This satire of the messy drama
between Google's Sidewalk Labs and Waterfront Toronto
has been brought to the stage by playwright
and featured player Michael Healy and Chris Abraham,
director of the show and artistic director
of Crows Theater.
The play is currently running at the Soulpepper Theater
Company in Toronto's distillery district
and I am delighted to welcome you two guys here
to this studio, because I've seen it three times
and it's fantastic.
Oh, that's so kind.
It's a great show.
No, it's just great.
Michael, let's do a little background here.
How did this subsidiary of Google,
of the parent company of Google, up working with Waterfront, Toronto?
Allegedly to build the city of the future, right?
They waterfront Toronto had this idea about how they wanted to exploit this 12 acre parcel of land that they had at the foot
Of Parliament Street. They wanted to use it as a lab to test out
cutting-edge sustainability and affordability
building techniques and they held an open competition to find a partner who
can who could execute some of the innovations that they wanted to explore
and Sidewalk Labs came out on top in that open competition. This was one of
the biggest companies in the world, the richest companies in the world,
led by Dan Doctoroff, a former deputy mayor of New York City.

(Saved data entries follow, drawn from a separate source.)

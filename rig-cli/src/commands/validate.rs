//! `rigkit validate`

use anyhow::{Result, bail};
use console::style;
use glam::Mat4;
use rig_collada::PipelineConfig;
use std::path::Path;

use super::{LoadedDocument, load_document};

const TOLERANCE: f32 = 1.0e-3;

/// Outcome of one check
struct Check {
    name: &'static str,
    problems: Vec<String>,
}

pub fn execute(path: &Path, settings: &PipelineConfig) -> Result<()> {
    println!("Validating scene document: {}", path.display());
    let loaded = load_document(path, settings)?;

    let checks = [
        check_bind_pose(&loaded),
        check_joint_ids(&loaded),
        check_influence_width(&loaded),
        check_weight_sums(&loaded),
        check_buffers(&loaded),
        check_animated_joints(&loaded),
    ];

    let mut failures = 0;
    for check in &checks {
        if check.problems.is_empty() {
            println!("{} {}", style("✓").green(), check.name);
        } else {
            failures += check.problems.len();
            println!("{} {}", style("✗").red(), check.name);
            for problem in &check.problems {
                println!("    {problem}");
            }
        }
    }

    if failures > 0 {
        bail!("Validation failed with {failures} problem(s)");
    }
    println!("Model is valid");
    Ok(())
}

fn check_bind_pose(loaded: &LoadedDocument) -> Check {
    let root = &loaded.model.root_joint;
    let problems = root
        .bind_transforms()
        .into_iter()
        .filter_map(|(id, bind)| {
            let joint = root.iter().find(|j| j.id == id)?;
            let product = bind * joint.inverse_bind_transform();
            (!product.abs_diff_eq(Mat4::IDENTITY, TOLERANCE))
                .then(|| format!("joint '{}': bind x inverse bind is not identity", joint.name))
        })
        .collect();
    Check {
        name: "bind x inverse bind = identity",
        problems,
    }
}

fn check_joint_ids(loaded: &LoadedDocument) -> Check {
    let problems = match loaded.model.root_joint.validate_ids() {
        Ok(()) => Vec::new(),
        Err(err) => vec![err.to_string()],
    };
    Check {
        name: "joint ids are unique",
        problems,
    }
}

fn check_influence_width(loaded: &LoadedDocument) -> Check {
    let width = loaded.config.max_influences;
    let problems = loaded
        .model
        .influences
        .iter()
        .enumerate()
        .filter(|(_, influences)| influences.len() != width || influences.weights.len() != width)
        .map(|(vertex, influences)| {
            format!("vertex {vertex}: {} influences, expected {width}", influences.len())
        })
        .collect();
    Check {
        name: "influence lists have a fixed width",
        problems,
    }
}

fn check_weight_sums(loaded: &LoadedDocument) -> Check {
    let model = &loaded.model;
    let problems = model
        .influences
        .iter()
        .zip(&model.vertex_joint_ids)
        .enumerate()
        .filter(|(_, (_, raw))| raw.len() > model.max_influences)
        .filter_map(|(vertex, (influences, _))| {
            let sum = influences.weight_sum();
            ((sum - 1.0).abs() > TOLERANCE && sum != 0.0)
                .then(|| format!("vertex {vertex}: truncated weights sum to {sum}"))
        })
        .collect();
    Check {
        name: "truncated weights sum to 1",
        problems,
    }
}

fn check_buffers(loaded: &LoadedDocument) -> Check {
    let model = &loaded.model;
    let expected = model.corners.len() * model.max_influences;
    let mut problems = Vec::new();
    if model.vertex_buffer().len() != model.corners.len() * rig_collada::VERTEX_STRIDE {
        problems.push("vertex buffer has the wrong length".to_string());
    }
    if model.joint_id_buffer().len() != expected {
        problems.push(format!("joint id buffer is not {expected} entries"));
    }
    if model.joint_weight_buffer().len() != expected {
        problems.push(format!("joint weight buffer is not {expected} entries"));
    }
    Check {
        name: "output buffers are in lockstep",
        problems,
    }
}

fn check_animated_joints(loaded: &LoadedDocument) -> Check {
    let problems = match &loaded.animation {
        Some(animation) => animation
            .joint_names()
            .into_iter()
            .filter(|name| loaded.model.root_joint.find(name).is_none())
            .map(|name| format!("animation targets unknown joint '{name}'"))
            .collect(),
        None => Vec::new(),
    };
    Check {
        name: "animated joints exist in the skeleton",
        problems,
    }
}
//! Numeric decoding helpers for whitespace-delimited document arrays
//!
//! Scene documents store every array (positions, weights, matrices, face
//! indices) as a flat run of whitespace-separated literals. These helpers
//! decode such runs into `glam` types, failing on the first literal that does
//! not parse instead of substituting zeros.

use crate::error::{ColladaError, Result};
use glam::{Mat4, Quat, Vec2, Vec3};

/// Relative tolerance for determinant checks on bind transforms
///
/// The determinant is compared against the cube of the longest basis
/// column, so uniformly scaled transforms pass at any scale.
pub const SINGULAR_EPSILON: f32 = 1.0e-6;

/// Decode a whitespace-delimited list of finite floats
///
/// `context` names the array in error messages.
pub fn parse_floats(text: &str, context: &str) -> Result<Vec<f32>> {
    text.split_whitespace()
        .map(|literal| match literal.parse::<f32>() {
            Ok(value) if value.is_finite() => Ok(value),
            _ => Err(ColladaError::MalformedNumber {
                literal: literal.to_string(),
                context: context.to_string(),
            }),
        })
        .collect()
}

/// Decode a whitespace-delimited list of non-negative integers
pub fn parse_indices(text: &str, context: &str) -> Result<Vec<usize>> {
    text.split_whitespace()
        .map(|literal| {
            literal
                .parse::<usize>()
                .map_err(|_| ColladaError::MalformedNumber {
                    literal: literal.to_string(),
                    context: context.to_string(),
                })
        })
        .collect()
}

/// Split a whitespace-delimited name array
pub fn parse_names(text: &str) -> Vec<String> {
    text.split_whitespace().map(str::to_string).collect()
}

fn check_stride(values: &[f32], stride: usize, context: &str) -> Result<()> {
    if values.len() % stride != 0 {
        return Err(ColladaError::ParseError(format!(
            "{context}: {} values is not a multiple of stride {stride}",
            values.len()
        )));
    }
    Ok(())
}

/// Group a flat float list into 3-component vectors
pub fn to_vec3s(values: &[f32], context: &str) -> Result<Vec<Vec3>> {
    check_stride(values, 3, context)?;
    Ok(values
        .chunks_exact(3)
        .map(|c| Vec3::new(c[0], c[1], c[2]))
        .collect())
}

/// Group a flat float list into 2-component vectors
pub fn to_vec2s(values: &[f32], context: &str) -> Result<Vec<Vec2>> {
    check_stride(values, 2, context)?;
    Ok(values.chunks_exact(2).map(|c| Vec2::new(c[0], c[1])).collect())
}

/// Build a matrix from 16 floats stored row by row, as the document does
pub fn mat4_from_row_major(values: &[f32], context: &str) -> Result<Mat4> {
    let array: [f32; 16] = values.try_into().map_err(|_| {
        ColladaError::ParseError(format!(
            "{context}: expected 16 matrix values, found {}",
            values.len()
        ))
    })?;
    Ok(Mat4::from_cols_array(&array).transpose())
}

/// Decode a run of row-major matrices (16 floats each)
pub fn mat4s_from_row_major(values: &[f32], context: &str) -> Result<Vec<Mat4>> {
    check_stride(values, 16, context)?;
    values
        .chunks_exact(16)
        .map(|chunk| mat4_from_row_major(chunk, context))
        .collect()
}

/// Split a rigid transform into its translation and rotation
///
/// Scale is discarded; joint transforms only carry position and rotation.
pub fn decompose(matrix: &Mat4) -> (Vec3, Quat) {
    let (_, rotation, translation) = matrix.to_scale_rotation_translation();
    (translation, rotation.normalize())
}

/// Rotation that maps a Z-up document into a Y-up frame
pub fn z_up_correction() -> Mat4 {
    Mat4::from_rotation_x(-std::f32::consts::FRAC_PI_2)
}

/// Whether `matrix` can be inverted without producing non-finite values
pub fn is_invertible(matrix: &Mat4) -> bool {
    let det = matrix.determinant();
    let scale = [matrix.x_axis, matrix.y_axis, matrix.z_axis]
        .iter()
        .map(|column| column.truncate().length())
        .fold(0.0f32, f32::max);
    det.is_finite() && scale > 0.0 && det.abs() > SINGULAR_EPSILON * scale.powi(3)
}
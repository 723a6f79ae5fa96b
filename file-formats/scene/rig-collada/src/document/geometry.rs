//! `<library_geometries>` decoding

use super::element::{Element, strip_ref};
use super::{RawSource, parse_source};
use crate::error::{ColladaError, Result};
use crate::math::parse_indices;
use log::{debug, warn};
use std::collections::HashMap;

/// A shared `<input>` reference: semantic, source id and index offset
#[derive(Debug, Clone, PartialEq, Eq)]
pub struct RawInput {
    pub semantic: String,
    pub source: String,
    pub offset: usize,
    pub set: Option<usize>,
}

impl RawInput {
    pub(crate) fn parse(element: &Element) -> Result<Self> {
        let semantic = element
            .attr("semantic")
            .ok_or_else(|| ColladaError::ParseError("<input> without semantic".to_string()))?
            .to_string();
        let source = strip_ref(element.attr("source").unwrap_or_default()).to_string();
        let offset = match element.attr("offset") {
            Some(text) => first_index(text, "input offset")?,
            None => 0,
        };
        let set = match element.attr("set") {
            Some(text) => Some(first_index(text, "input set")?),
            None => None,
        };
        Ok(Self {
            semantic,
            source,
            offset,
            set,
        })
    }
}

fn first_index(text: &str, context: &str) -> Result<usize> {
    parse_indices(text, context)?
        .first()
        .copied()
        .ok_or_else(|| ColladaError::ParseError(format!("empty {context}")))
}

/// Attribute indices of one triangle corner
#[derive(Debug, Clone, Copy, PartialEq, Eq)]
pub struct CornerIndices {
    pub position: usize,
    pub normal: usize,
    pub texcoord: usize,
    pub color: Option<usize>,
}

/// Raw mesh data of the skinned geometry
#[derive(Debug, Clone, Default)]
pub struct RawGeometry {
    pub id: String,
    /// Every `<source>` of the mesh, by id
    pub sources: HashMap<String, RawSource>,
    /// Id of the `<vertices>` block
    pub vertices_id: String,
    /// Inputs of the `<vertices>` block (POSITION lives here)
    pub vertex_inputs: Vec<RawInput>,
    /// Inputs shared by all triangle blocks
    pub face_inputs: Vec<RawInput>,
    /// Decoded corners, three per triangle, in document order
    pub corners: Vec<CornerIndices>,
}

impl RawGeometry {
    /// Source id behind the first face input with `semantic`
    pub fn face_source(&self, semantic: &str) -> Option<&str> {
        self.face_inputs
            .iter()
            .find(|input| input.semantic == semantic)
            .map(|input| input.source.as_str())
    }

    /// Source id behind the first `<vertices>` input with `semantic`
    pub fn vertex_source(&self, semantic: &str) -> Option<&str> {
        self.vertex_inputs
            .iter()
            .find(|input| input.semantic == semantic)
            .map(|input| input.source.as_str())
    }
}

/// Locate the geometry the skin deforms and decode its mesh
pub(crate) fn parse_geometry(library: &Element, geometry_id: &str) -> Result<RawGeometry> {
    let geometry = library
        .children_named("geometry")
        .find(|g| g.attr("id") == Some(geometry_id))
        .ok_or_else(|| {
            ColladaError::MissingSection(format!("<geometry id=\"{geometry_id}\">"))
        })?;
    let mesh = geometry.require_child("mesh")?;

    let mut sources = HashMap::new();
    for element in mesh.children_named("source") {
        let source = parse_source(element)?;
        sources.insert(source.id.clone(), source);
    }

    let vertices = mesh.require_child("vertices")?;
    let vertex_inputs = vertices
        .children_named("input")
        .map(RawInput::parse)
        .collect::<Result<Vec<_>>>()?;
    if !vertex_inputs.iter().any(|i| i.semantic == "POSITION") {
        return Err(ColladaError::MissingSection(
            "POSITION input in <vertices>".to_string(),
        ));
    }

    let mut face_inputs: Option<Vec<RawInput>> = None;
    let mut corners = Vec::new();
    for block in mesh
        .children
        .iter()
        .filter(|c| c.name == "triangles" || c.name == "polylist")
    {
        let (inputs, block_corners) = decode_faces(block)?;
        match &face_inputs {
            None => face_inputs = Some(inputs),
            Some(existing) if *existing != inputs => {
                return Err(ColladaError::ParseError(format!(
                    "geometry '{geometry_id}' mixes triangle blocks with different inputs"
                )));
            }
            Some(_) => {}
        }
        corners.extend(block_corners);
    }

    let face_inputs = face_inputs.ok_or_else(|| {
        ColladaError::MissingSection(format!("<triangles> in geometry '{geometry_id}'"))
    })?;

    Ok(RawGeometry {
        id: geometry_id.to_string(),
        sources,
        vertices_id: vertices.attr("id").unwrap_or_default().to_string(),
        vertex_inputs,
        face_inputs,
        corners,
    })
}

/// Decode one `<triangles>`/`<polylist>` block into corner tuples
///
/// The `<p>` list interleaves one index per input for every corner; the
/// stride is one past the largest declared offset.
fn decode_faces(block: &Element) -> Result<(Vec<RawInput>, Vec<CornerIndices>)> {
    let inputs = block
        .children_named("input")
        .map(RawInput::parse)
        .collect::<Result<Vec<_>>>()?;
    let stride = inputs.iter().map(|i| i.offset).max().map_or(0, |m| m + 1);

    let offset_of = |semantic: &str| {
        inputs
            .iter()
            .find(|i| i.semantic == semantic)
            .map(|i| i.offset)
    };
    let required = |semantic: &str| {
        offset_of(semantic).ok_or_else(|| {
            ColladaError::MissingSection(format!("{semantic} input in <{}>", block.name))
        })
    };
    let position = required("VERTEX")?;
    let normal = required("NORMAL")?;
    let texcoord = required("TEXCOORD")?;
    let color = offset_of("COLOR");

    if block.name == "polylist"
        && let Some(vcount) = block.child("vcount")
        && parse_indices(&vcount.text, "polylist vcount")?
            .iter()
            .any(|&n| n != 3)
    {
        return Err(ColladaError::ParseError(
            "polylist contains non-triangle polygons".to_string(),
        ));
    }

    let indices = parse_indices(&block.require_child("p")?.text, "<p> face indices")?;
    if indices.len() % stride != 0 {
        return Err(ColladaError::ParseError(format!(
            "{} face indices is not a multiple of stride {stride}",
            indices.len()
        )));
    }

    let corners: Vec<CornerIndices> = indices
        .chunks_exact(stride)
        .map(|corner| CornerIndices {
            position: corner[position],
            normal: corner[normal],
            texcoord: corner[texcoord],
            color: color.map(|offset| corner[offset]),
        })
        .collect();

    if corners.len() % 3 != 0 {
        return Err(ColladaError::ParseError(format!(
            "{} corners do not form whole triangles",
            corners.len()
        )));
    }
    if let Some(count) = block.attr("count") {
        let declared = first_index(count, "triangle count")?;
        if declared * 3 != corners.len() {
            warn!(
                "<{}> declares {} triangles but holds {}",
                block.name,
                declared,
                corners.len() / 3
            );
        }
    }
    debug!("Decoded {} triangles (stride {})", corners.len() / 3, stride);

    Ok((inputs, corners))
}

What could possibly go wrong, right?
Apparently everything.
Now if you go down there today, you will find pretty much the same thing that if you went
down there five years, nothing happened. Spoiler alert, the whole thing fell apart. Why did it fall apart?
Well, a bunch of reasons. What would be the single most important reason that
you think we should pay attention to? I think the most important reason is that
is that Toronto has a hard time. Toronto and Canada have a hard time grappling with
innovation of any kind, of a degree of uncertainty in terms of making something new
and I think that Waterfront Toronto was unprepared for the kind of backlash that
you know that came their way. I feel like Water and Sidewalk Labs was a problematic
partner, definitely. They showed up, they saw the 12 acres, they noticed the 500
acres next door that's also being developed over the next 30 years and they
said, we'd like that please. And that was absolutely a problem. But for me the
point of the play is to ask questions about whether or not we're actually capable of doing, of this kind of innovation in this country.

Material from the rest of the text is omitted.